Yes, I take buses. And subways. And trams. And regional trains. From a European standpoint, Rome’s public transportation is as inefficient as the government that runs it. Its Metro subway system has only three lines, obviously limited to the amount of underground space holding 2,000-year-old ruins. Nevertheless, the lines cover only 40 kilometers, compared to 192 in much-smaller Stuttgart and the 408 of the blackberry bush that is the London Underground map.

But I’m from the U.S. where about the only people who take public transportation are the poor, the crippled and the drunk. Even the environmentalists drive.

So I think Rome’s transportation system is fine. I pay 250 euros for a year pass anywhere the buses, subway, trams and regional trains go. At 1.50 euro a trip, the pass is paid off after only about 4 ½ months.

Still, there’s nothing romantic about standing with Marina at a bus stop.

For the past year, when Marina and I have a special night in Centro Storico or get dressed up for an occasion, I’ll go grab a Car2Go. I’ve driven all over Rome more than a dozen times, “defying death” as never before, and have a remarkable conclusion to make.

Driving in Rome is no big deal.

I have had no accidents, no close calls, no screeching of brakes.
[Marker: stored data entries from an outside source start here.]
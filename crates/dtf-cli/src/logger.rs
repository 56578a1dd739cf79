use crate::error::{CliError, Result as CliResult};

use std::fmt::{Arguments, Display};
use std::path::PathBuf;
use std::time::SystemTime;

use fern::colors::{Color, ColoredLevelConfig};
use fern::{Dispatch, FormatCallback};
use log::{Record, debug};

/// Initialize logger with fern
///
/// Console output goes to stderr; stdout carries command output only.
///
/// # Arguments
/// * `log_level` - Log level filter
/// * `log_file` - Optional path to log file. None = stderr, Some = file output
/// * `colored` - Color the level on stderr (never applied to a file)
pub fn initialize(
    log_level: dtf_config::LogLevel,
    log_file: Option<PathBuf>,
    colored: bool,
) -> CliResult<()> {
    let level_filter = log_level.0;
    let colors = (colored && log_file.is_none()).then(level_colors);

    let dispatch = Dispatch::new()
        .level(level_filter)
        .format(move |out, message, record| match colors {
            Some(colors) => write_line(out, message, record, colors.color(record.level())),
            None => write_line(out, message, record, record.level()),
        });

    let dispatch = match log_file {
        Some(ref log_path) => {
            let file = std::fs::OpenOptions::new()
                .create(true)
                .append(true)
                .open(log_path)
                .map_err(|e| CliError::io(log_path.clone(), e))?;
            dispatch.chain(file)
        }
        None => dispatch.chain(std::io::stderr()),
    };

    dispatch
        .apply()
        .map_err(|e| CliError::logger(format!("Failed to initialize logger: {e}")))?;

    match log_file {
        Some(ref path) => debug!(
            "Logger initialized: level={:?}, file={}",
            level_filter,
            path.display()
        ),
        None => debug!("Logger initialized: level={:?}, stderr", level_filter),
    }

    Ok(())
}

fn level_colors() -> ColoredLevelConfig {
    ColoredLevelConfig::new()
        .trace(Color::Magenta)
        .debug(Color::Blue)
        .info(Color::Green)
        .warn(Color::Yellow)
        .error(Color::Red)
}

/// `[<rfc3339> - <LEVEL>] message [file:line]`
fn write_line(
    out: FormatCallback<'_>,
    message: &Arguments<'_>,
    record: &Record<'_>,
    level: impl Display,
) {
    out.finish(format_args!(
        "[{} - {}] {} [{}:{}]",
        humantime::format_rfc3339(SystemTime::now()),
        level,
        message,
        record.file().unwrap_or("unknown"),
        record.line().unwrap_or(0),
    ))
}
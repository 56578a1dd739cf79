use crate::CliClientResult;

use dtf_config::EndpointConfig;
use dtf_core::{GatewayError, GatewayResponse, GatewayResult, TaskGateway, TaskQuery};

use async_trait::async_trait;
use log::{debug, warn};
use reqwest::Client as ReqwestClient;
use reqwest::header::CONTENT_TYPE;

/// HTTP client for the task bot API
pub struct Client {
    endpoint: EndpointConfig,
    client: ReqwestClient,
}

impl Client {
    /// Create a new client
    ///
    /// # Arguments
    /// * `base_url` - Scheme and host (e.g., "https://deadlinetaskbot.productlove.ru")
    pub fn new(base_url: &str) -> Self {
        Self::from_endpoint(EndpointConfig {
            base_url: base_url.to_string(),
        })
    }

    pub fn from_endpoint(endpoint: EndpointConfig) -> Self {
        Self {
            endpoint,
            client: ReqwestClient::new(),
        }
    }

    pub fn base_url(&self) -> &str {
        self.endpoint.base_url.trim_end_matches('/')
    }

    /// Task creation endpoint, without query string
    pub fn task_url(&self) -> String {
        self.endpoint.task_url()
    }

    /// Create a hard task.
    ///
    /// Any HTTP status is returned as-is; only a request that could not
    /// complete is an error. The server reads the JSON content type even
    /// though a GET carries no body.
    pub async fn create_hard_task(&self, query: &TaskQuery) -> CliClientResult<GatewayResponse> {
        let task_url = self.task_url();
        let url = query.append_to(&task_url);
        debug!("GET {task_url}");

        let response = self
            .client
            .get(&url)
            .header(CONTENT_TYPE, "application/json")
            .send()
            .await?;

        let status = response.status().as_u16();
        let body = match response.text().await {
            Ok(body) => body,
            Err(e) => {
                warn!("Failed to read response body (status {status}): {e}");
                String::new()
            }
        };

        debug!("Task endpoint answered {status}");
        Ok(GatewayResponse::new(status, body))
    }
}

#[async_trait]
impl TaskGateway for Client {
    async fn send(&self, query: &TaskQuery) -> GatewayResult<GatewayResponse> {
        self.create_hard_task(query)
            .await
            .map_err(|e| GatewayError::transport(e.to_string()))
    }
}
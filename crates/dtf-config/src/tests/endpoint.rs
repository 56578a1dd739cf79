use crate::tests::{EnvGuard, setup_config_dir};
use crate::{Config, EndpointConfig};

use googletest::assert_that;
use googletest::prelude::{anything, contains_substring, eq, err, ok};
use serial_test::serial;

#[test]
#[serial]
fn given_base_url_without_scheme_when_validate_then_error() {
    // Given
    let _temp = setup_config_dir();
    let _url = EnvGuard::set("DTF_ENDPOINT_BASE_URL", "deadlinetaskbot.productlove.ru");

    // When
    let config = Config::load().unwrap();
    let result = config.validate();

    // Then
    assert_that!(result, err(anything()));
    let err_msg = format!("{}", result.unwrap_err());
    assert_that!(err_msg, contains_substring("endpoint.base_url"));
}

#[test]
#[serial]
fn given_http_base_url_when_validate_then_ok() {
    // Given
    let _temp = setup_config_dir();
    let _url = EnvGuard::set("DTF_ENDPOINT_BASE_URL", "http://127.0.0.1:8080");

    // When
    let config = Config::load().unwrap();

    // Then
    assert_that!(config.validate(), ok(anything()));
}

#[test]
fn given_default_endpoint_when_task_url_then_points_at_new_hard_task() {
    let endpoint = EndpointConfig::default();

    assert_that!(
        endpoint.task_url().as_str(),
        eq("https://deadlinetaskbot.productlove.ru/api/v1/tasks/client/newhardtask")
    );
}

#[test]
fn given_trailing_slash_when_task_url_then_no_double_slash() {
    let endpoint = EndpointConfig {
        base_url: String::from("http://localhost:9000/"),
    };

    assert_that!(
        endpoint.task_url().as_str(),
        eq("http://localhost:9000/api/v1/tasks/client/newhardtask")
    );
}
mod logger;
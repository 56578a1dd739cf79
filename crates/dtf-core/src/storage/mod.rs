pub(crate) mod error;
pub(crate) mod file_store;
pub(crate) mod key_value_store;
pub(crate) mod memory_store;

pub use error::{Result as StorageResult, StorageError};
pub use file_store::FileStore;
pub use key_value_store::KeyValueStore;
pub use memory_store::MemoryStore;

/// Storage key the authorization token is kept under.
pub const TOKEN_KEY: &str = "token";
use std::fmt;

use chrono::{DateTime, Utc};
use serde::Serialize;

#[derive(Debug, Clone, Copy, PartialEq, Eq, Serialize)]
#[serde(rename_all = "lowercase")]
pub enum ToastKind {
    Info,
    Success,
    Warning,
    Error,
}

impl fmt::Display for ToastKind {
    fn fmt(&self, f: &mut fmt::Formatter<'_>) -> fmt::Result {
        let name = match self {
            Self::Info => "info",
            Self::Success => "success",
            Self::Warning => "warning",
            Self::Error => "error",
        };
        f.write_str(name)
    }
}

/// A transient notification.
#[derive(Debug, Clone, PartialEq, Eq, Serialize)]
pub struct Toast {
    pub kind: ToastKind,
    pub message: String,
    pub created_at: DateTime<Utc>,
}

impl Toast {
    pub fn new(kind: ToastKind, message: impl Into<String>) -> Self {
        Self {
            kind,
            message: message.into(),
            created_at: Utc::now(),
        }
    }
}

impl fmt::Display for Toast {
    fn fmt(&self, f: &mut fmt::Formatter<'_>) -> fmt::Result {
        write!(f, "[{}] {}", self.kind, self.message)
    }
}
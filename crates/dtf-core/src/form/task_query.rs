use crate::form::{FixedRules, FormResult, ValidatedTask};

use url::form_urlencoded;

pub const TOKEN_PARAM: &str = "token";
pub const TITLE_PARAM: &str = "title";
pub const DESCRIPTION_PARAM: &str = "description";
pub const TAGS_PARAM: &str = "tags";
pub const BUDGET_FROM_PARAM: &str = "budget_from";
pub const BUDGET_TO_PARAM: &str = "budget_to";
pub const DEADLINE_PARAM: &str = "deadline";
pub const REMINDS_PARAM: &str = "reminds";
pub const ALL_AUTO_RESPONSES_PARAM: &str = "all_auto_responses";
pub const RULES_PARAM: &str = "rules";

const TAG_SEPARATOR: &str = ", ";

/// Renders a budget the way a browser stringifies a number: plain decimal
/// for magnitudes in `[1e-6, 1e21)`, otherwise exponent form with an
/// explicit sign (`1e+21`, `1e-7`).
fn format_budget(value: f64) -> String {
    let magnitude = value.abs();
    if magnitude == 0.0 {
        return String::from("0");
    }
    if (1e-6..1e21).contains(&magnitude) {
        return value.to_string();
    }

    let formatted = format!("{value:e}");
    match formatted.split_once('e') {
        Some((mantissa, exponent)) if !exponent.starts_with('-') => {
            format!("{mantissa}e+{exponent}")
        }
        _ => formatted,
    }
}

/// Ordered query parameters for one task creation request.
#[derive(Debug, Clone, PartialEq, Eq)]
pub struct TaskQuery {
    pairs: Vec<(&'static str, String)>,
}

impl TaskQuery {
    pub fn build(token: &str, task: &ValidatedTask) -> FormResult<Self> {
        let rules = FixedRules::DEFAULT.to_json()?;

        let pairs = vec![
            (TOKEN_PARAM, token.to_string()),
            (TITLE_PARAM, task.title.clone()),
            (DESCRIPTION_PARAM, task.description.clone()),
            (TAGS_PARAM, task.tags.join(TAG_SEPARATOR)),
            (BUDGET_FROM_PARAM, format_budget(task.budget_from)),
            (BUDGET_TO_PARAM, format_budget(task.budget_to)),
            (DEADLINE_PARAM, task.deadline_days.to_string()),
            (REMINDS_PARAM, task.number_of_reminders.to_string()),
            (
                ALL_AUTO_RESPONSES_PARAM,
                task.all_auto_responses.to_string(),
            ),
            (RULES_PARAM, rules),
        ];

        Ok(Self { pairs })
    }

    pub fn pairs(&self) -> &[(&'static str, String)] {
        &self.pairs
    }

    pub fn get(&self, name: &str) -> Option<&str> {
        self.pairs
            .iter()
            .find(|(key, _)| *key == name)
            .map(|(_, value)| value.as_str())
    }

    /// `application/x-www-form-urlencoded` serialization (spaces as `+`).
    pub fn encode(&self) -> String {
        form_urlencoded::Serializer::new(String::new())
            .extend_pairs(self.pairs.iter().map(|(k, v)| (*k, v.as_str())))
            .finish()
    }

    /// `url` with this query appended.
    pub fn append_to(&self, url: &str) -> String {
        format!("{}?{}", url, self.encode())
    }
}
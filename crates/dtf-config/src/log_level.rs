use crate::DEFAULT_LOG_LEVEL_STRING;

use std::ops::Deref;
use std::str::FromStr;

use log::LevelFilter;
use serde::{Deserialize, Deserializer};

/// Wrapper for LevelFilter with lenient deserialization
#[derive(Debug, Clone, Copy, PartialEq, Eq)]
pub struct LogLevel(pub LevelFilter);

impl<'de> Deserialize<'de> for LogLevel {
    fn deserialize<D>(deserializer: D) -> Result<Self, D::Error>
    where
        D: Deserializer<'de>,
    {
        let s = String::deserialize(deserializer)
            .unwrap_or_else(|_| String::from(DEFAULT_LOG_LEVEL_STRING));

        Ok(LogLevel::parse_lenient(&s))
    }
}

impl LogLevel {
    /// Unknown names fall back to the default level.
    pub fn parse_lenient(s: &str) -> Self {
        match s.to_lowercase().as_str() {
            "off" => LogLevel(LevelFilter::Off),
            "error" => LogLevel(LevelFilter::Error),
            "warn" => LogLevel(LevelFilter::Warn),
            "info" => LogLevel(LevelFilter::Info),
            "debug" => LogLevel(LevelFilter::Debug),
            "trace" => LogLevel(LevelFilter::Trace),
            _ => LogLevel(crate::DEFAULT_LOG_LEVEL),
        }
    }
}

impl From<LogLevel> for LevelFilter {
    fn from(log_level: LogLevel) -> Self {
        log_level.0
    }
}

impl Deref for LogLevel {
    type Target = LevelFilter;

    fn deref(&self) -> &Self::Target {
        &self.0
    }
}

impl FromStr for LogLevel {
    type Err = ();

    fn from_str(s: &str) -> Result<Self, Self::Err> {
        Ok(LogLevel::parse_lenient(s))
    }
}
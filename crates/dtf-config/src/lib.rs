mod config;
mod endpoint_config;
mod error;
mod log_level;
mod logging_config;
mod storage_config;

#[cfg(test)]
mod tests;

pub use config::Config;
pub use endpoint_config::EndpointConfig;
pub use error::{ConfigError, ConfigErrorResult};
pub use log_level::LogLevel;
pub use logging_config::LoggingConfig;
pub use storage_config::StorageConfig;

/// Host of the task bot API.
pub const DEFAULT_BASE_URL: &str = "https://deadlinetaskbot.productlove.ru";
/// Path of the hard-task creation endpoint, appended to the base URL.
pub const NEW_HARD_TASK_PATH: &str = "/api/v1/tasks/client/newhardtask";

const CONFIG_DIR_ENV: &str = "DTF_CONFIG_DIR";
const DEFAULT_CONFIG_DIR: &str = ".dtf";
const CONFIG_FILENAME: &str = "config.toml";
const DEFAULT_STORAGE_FILENAME: &str = "storage.json";
const DEFAULT_LOG_LEVEL_STRING: &str = "warn";
const DEFAULT_LOG_LEVEL: log::LevelFilter = log::LevelFilter::Warn;
const DEFAULT_LOG_DIRECTORY: &str = "log";
const DEFAULT_LOG_COLORED: bool = true;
Not once have I been driven into a fruit cart. I have found Roman drivers do not drive any faster than anyone else, are as courteous as any I’ve met and don’t run stop lights as I’ve read so many times. People let me cut in front with a polite wave. They don’t tailgate.

I know this sounds like going to Syria and not hearing gunfire, but it’s true. I have nothing to report. Sure, motor scooters fly around me like gnats. I’ve been honked at a couple times. I’ve yelled “MORTACCI TUA! (meaning “YOUR FAMILY HAS DIED” but only for practice and to impress Marina with my growing vocabulary in the Romanaccio dialect of conversational profanity).

Parking remains a problem. Rome was built 2,000 years ago for horses, senators and soldiers. It wasn’t built for cars in repose. But Car2Go uses Smart cars. They’re tiny, two-seaters with only enough storage space to hold my International Driver’s License and Marina’s jacket. While they do nothing for manhood, they do wonders for parking. I can park it perpendicular to a curb or merely move a cat and slip it onto someone’s windowsill.

The biggest problems I have are with the roads. It’s like driving after an earthquake. There are so many holes, so much cracked pavement, that driving is as smooth as sliding down a gravel hill. No one drinks while they drive in Rome because no one can hold a bottle upright in the car. Also, they are so old the lane markers have worn off. You don’t know if you’re on a two-lane or three-lane road then suddenly you find yourself five abreast at a stop light. That’s about it.

So don’t be afraid to rent a car here. Get tired of the crowded buses and subway? Grab a Car2Go. Drive down Via Fori Imperiali and gaze at the back-lit Colosseum at night. Go up Via della Conciliazione and see the vision of St. Peter’s fill your windshield. Cruise along my own Lungotevere and see the lights of the monuments splash off the Tiber River. You have nothing to fear. Honest.

Now watch me get in a head on with a Fiat.